Darkest Hour
Homme
politique brillant et plein d'esprit, Winston Churchill (Gary Oldman)
est un des piliers du Parlement du Royaume-Uni, mais à 65 ans déjà,
il est un candidat improbable au poste de Premier Ministre. Il y est
cependant nommé d'urgence le 10 mai 1940, après la démission de
Neville Chamberlain, et dans un contexte européen dramatique marqué
par les défaites successives des Alliés face aux troupes nazies et
par l'armée britannique dans l'incapacité d'être évacuée de
Dunkerque. Alors que plane la menace d'une invasion du Royaume-Uni
par Hitler et que 200 000 soldats britanniques sont piégés à
Dunkerque, Churchill découvre que son propre parti complote contre
lui et que même son roi, George VI (Ben Mendelsohn), se montre fort
sceptique quant à son aptitude à assurer la lourde tâche qui lui
incombe.
À
l’image de Churchill pendant ces « heures sombres »,
Joe Wright (auteur de l’excellent « Atonement » sorti en
2007) ne fait aucune concession et ne sacrifie nullement ses
ambitions de cinéaste sur l’autel de l’économie. À tel point
que certains plans rivalisent d’ingéniosité et de grandeur avec
les plus grands (Nolan pour n’en citer qu’un). Preuve en
sont les époustouflantes transitions (main d’un enfant se
refermant sur un avion qui le survole, des bombardements sur un
territoire qui se transforment en un visage tuméfié, etc).

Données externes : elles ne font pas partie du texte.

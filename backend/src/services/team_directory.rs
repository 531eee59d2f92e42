//! Team Directory Service
//!
//! Manages teams and users: team creation with member upsert, lookups, and
//! the `is_active` flag that decides reviewer eligibility. The assignment
//! engine's membership queries run here too, on its own transaction.

use std::collections::HashSet;

use async_trait::async_trait;
use sqlx::{PgExecutor, PgPool};
use thiserror::Error;
use tracing::info;

use crate::models::{AddTeamRequest, Team, TeamId, TeamMember, User};
use crate::services::assignment::AssignmentError;
use crate::services::pull_request_store::PgUnitOfWork;
use crate::services::store::TeamMembershipProvider;

/// Maximum length for team names and user IDs
const MAX_NAME_LENGTH: usize = 255;

/// Errors that can occur during directory operations
#[derive(Debug, Error)]
pub enum DirectoryError {
    #[error("Team already exists: {0}")]
    TeamExists(String),

    #[error("Team not found: {0}")]
    TeamNotFound(String),

    #[error("User not found: {0}")]
    UserNotFound(String),

    #[error("Validation error: {0}")]
    Validation(String),

    #[error("Database error: {0}")]
    Database(#[from] sqlx::Error),
}

/// Team and user management
#[async_trait]
pub trait TeamDirectory: Send + Sync {
    /// Create a team and upsert its members.
    ///
    /// Members that already exist elsewhere are moved into the new team and
    /// take the username and activity flag from the request.
    async fn add_team(&self, request: AddTeamRequest) -> Result<Team, DirectoryError>;

    async fn get_team(&self, team_name: &str) -> Result<Team, DirectoryError>;

    /// Mark every member of the team inactive
    async fn deactivate_team(&self, team_name: &str) -> Result<Team, DirectoryError>;

    async fn set_user_active(&self, user_id: &str, is_active: bool) -> Result<User, DirectoryError>;
}

/// Postgres-backed team and user directory
#[derive(Debug, Clone)]
pub struct TeamDirectoryService {
    pool: PgPool,
}

impl TeamDirectoryService {
    pub fn new(pool: PgPool) -> Self {
        Self { pool }
    }

    async fn team_id(&self, team_name: &str) -> Result<TeamId, DirectoryError> {
        sqlx::query_scalar::<_, TeamId>("SELECT id FROM teams WHERE team_name = $1")
            .bind(team_name)
            .fetch_optional(&self.pool)
            .await?
            .ok_or_else(|| DirectoryError::TeamNotFound(team_name.to_string()))
    }
}

async fn team_of_user<'e>(
    executor: impl PgExecutor<'e>,
    user_id: &str,
) -> Result<Option<TeamId>, sqlx::Error> {
    sqlx::query_scalar::<_, TeamId>("SELECT team_id FROM users WHERE user_id = $1")
        .bind(user_id)
        .fetch_optional(executor)
        .await
}

async fn load_members<'e>(
    executor: impl PgExecutor<'e>,
    team_id: TeamId,
) -> Result<Vec<TeamMember>, sqlx::Error> {
    sqlx::query_as::<_, TeamMember>(
        "SELECT user_id, username, is_active FROM users WHERE team_id = $1 ORDER BY user_id",
    )
    .bind(team_id)
    .fetch_all(executor)
    .await
}

#[async_trait]
impl TeamDirectory for TeamDirectoryService {
    async fn add_team(&self, request: AddTeamRequest) -> Result<Team, DirectoryError> {
        validate_add_team(&request)?;

        let mut tx = self.pool.begin().await?;

        let inserted = sqlx::query_scalar::<_, TeamId>(
            "INSERT INTO teams (team_name, created_at) VALUES ($1, NOW()) RETURNING id",
        )
        .bind(&request.team_name)
        .fetch_one(&mut *tx)
        .await;

        let team_id = match inserted {
            Ok(id) => id,
            Err(sqlx::Error::Database(db)) if db.is_unique_violation() => {
                return Err(DirectoryError::TeamExists(request.team_name));
            }
            Err(e) => return Err(e.into()),
        };

        for member in &request.members {
            sqlx::query(
                r#"
                INSERT INTO users (user_id, username, team_id, is_active)
                VALUES ($1, $2, $3, $4)
                ON CONFLICT (user_id) DO UPDATE
                SET username = EXCLUDED.username,
                    team_id = EXCLUDED.team_id,
                    is_active = EXCLUDED.is_active
                "#,
            )
            .bind(&member.user_id)
            .bind(&member.username)
            .bind(team_id)
            .bind(member.is_active)
            .execute(&mut *tx)
            .await?;
        }

        tx.commit().await?;

        info!(
            team_name = %request.team_name,
            team_id,
            members = request.members.len(),
            "Team created"
        );

        let mut members = request.members;
        members.sort_by(|a, b| a.user_id.cmp(&b.user_id));
        Ok(Team {
            team_name: request.team_name,
            members,
        })
    }

    async fn get_team(&self, team_name: &str) -> Result<Team, DirectoryError> {
        let team_id = self.team_id(team_name).await?;
        let members = load_members(&self.pool, team_id).await?;

        Ok(Team {
            team_name: team_name.to_string(),
            members,
        })
    }

    async fn deactivate_team(&self, team_name: &str) -> Result<Team, DirectoryError> {
        let team_id = self.team_id(team_name).await?;

        let result = sqlx::query("UPDATE users SET is_active = FALSE WHERE team_id = $1")
            .bind(team_id)
            .execute(&self.pool)
            .await?;

        info!(
            team_name,
            deactivated = result.rows_affected(),
            "Team deactivated"
        );

        let members = load_members(&self.pool, team_id).await?;
        Ok(Team {
            team_name: team_name.to_string(),
            members,
        })
    }

    async fn set_user_active(&self, user_id: &str, is_active: bool) -> Result<User, DirectoryError> {
        let user = sqlx::query_as::<_, User>(
            r#"
            UPDATE users u
            SET is_active = $2
            FROM teams t
            WHERE u.user_id = $1 AND t.id = u.team_id
            RETURNING u.user_id, u.username, t.team_name, u.is_active
            "#,
        )
        .bind(user_id)
        .bind(is_active)
        .fetch_optional(&self.pool)
        .await?
        .ok_or_else(|| DirectoryError::UserNotFound(user_id.to_string()))?;

        info!(user_id, is_active, "User activity updated");
        Ok(user)
    }
}

#[async_trait]
impl TeamMembershipProvider for PgUnitOfWork {
    async fn team_of(&mut self, user_id: &str) -> Result<Option<TeamId>, AssignmentError> {
        Ok(team_of_user(self.conn(), user_id).await?)
    }

    async fn members_of(&mut self, team_id: TeamId) -> Result<Vec<TeamMember>, AssignmentError> {
        Ok(load_members(self.conn(), team_id).await?)
    }
}

pub(crate) fn validate_add_team(request: &AddTeamRequest) -> Result<(), DirectoryError> {
    validate_name("team_name", &request.team_name)?;

    let mut seen = HashSet::new();
    for member in &request.members {
        validate_name("user_id", &member.user_id)?;
        if !seen.insert(member.user_id.as_str()) {
            return Err(DirectoryError::Validation(format!(
                "duplicate member: {}",
                member.user_id
            )));
        }
    }

    Ok(())
}

fn validate_name(field: &str, value: &str) -> Result<(), DirectoryError> {
    if value.trim().is_empty() {
        return Err(DirectoryError::Validation(format!("{field} must not be empty")));
    }
    if value.len() > MAX_NAME_LENGTH {
        return Err(DirectoryError::Validation(format!(
            "{field} exceeds {MAX_NAME_LENGTH} characters"
        )));
    }
    Ok(())
}

#[cfg(test)]
mod tests {
    use super::*;

    fn request(team_name: &str, ids: &[&str]) -> AddTeamRequest {
        AddTeamRequest {
            team_name: team_name.to_string(),
            members: ids.iter().map(|id| TeamMember::new(*id, *id, true)).collect(),
        }
    }

    #[test]
    fn test_validate_accepts_plain_team() {
        assert!(validate_add_team(&request("backend", &["u1", "u2"])).is_ok());
    }

    #[test]
    fn test_validate_accepts_team_without_members() {
        assert!(validate_add_team(&request("empty", &[])).is_ok());
    }

    #[test]
    fn test_validate_rejects_blank_team_name() {
        let err = validate_add_team(&request("  ", &["u1"])).unwrap_err();
        assert!(matches!(err, DirectoryError::Validation(_)));
    }

    #[test]
    fn test_validate_rejects_blank_user_id() {
        let err = validate_add_team(&request("backend", &["u1", ""])).unwrap_err();
        assert!(matches!(err, DirectoryError::Validation(_)));
    }

    #[test]
    fn test_validate_rejects_duplicate_member() {
        let err = validate_add_team(&request("backend", &["u1", "u1"])).unwrap_err();
        assert!(err.to_string().contains("duplicate member: u1"));
    }

    #[test]
    fn test_validate_rejects_long_team_name() {
        let name = "t".repeat(MAX_NAME_LENGTH + 1);
        let err = validate_add_team(&request(&name, &[])).unwrap_err();
        assert!(matches!(err, DirectoryError::Validation(_)));
    }
}

// ============================================================================
// Integration tests (require DATABASE_URL)
// ============================================================================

Visuellement, ça décoiffe autant que dans un Spitfire !
L’interprétation
de Gary Oldman est impériale. Il partage l’affiche avec feu
Winston Churchill. Ou presque. L’acteur émérite décoche les
répliques avec une maestria qui fait mouche. Toute la rhétorique de
Churchill est ici mise en exergue. Loin de toute caricature
grossière, Oldman rend un vibrant hommage au plus célèbre Brit de
l’histoire.
Saluons
au passage les efforts colossaux
fournis
au niveau maquillage. Oldman se transforme en un autre homme. Ce
n’est donc pas une surprise de l’avoir vu repartir avec le Golden
Globe du
meilleur acteur début janvier. Qui sait, peut-être repartira-t-il avec un Oscar le 4 mars prochain (le
premier de sa carrière) ?
Quelle que soit l’issue, chapeau bas à l’acteur qui a du endurer
deux-cent heures de maquillage pour obtenir ce résultat !
Si
certaines parties ont été romancées pour les besoins du format,
“Darkest
Hour” contribue au devoir de mémoire d’une bien belle manière.
Nous
tenons là
un
film qui
ne
sera pas de
l’histoire
ancienne de
sitôt.
Critique
: Goupil
Autre critique, autre point de vue – « Darkest
Hour » vu par le Professeur Grant :
I. A-propos
Salle
comble et salve d’applaudissements lors du générique de fin pour « Darkest
Hour », le Churchill movie cuvée
2018, après les avatars apparus dans le biopic
sobrement intitulé « Churchill » avec Brian Cox, inédit chez nous, ou
encore dans la première saison de l’excellente série « The Crown »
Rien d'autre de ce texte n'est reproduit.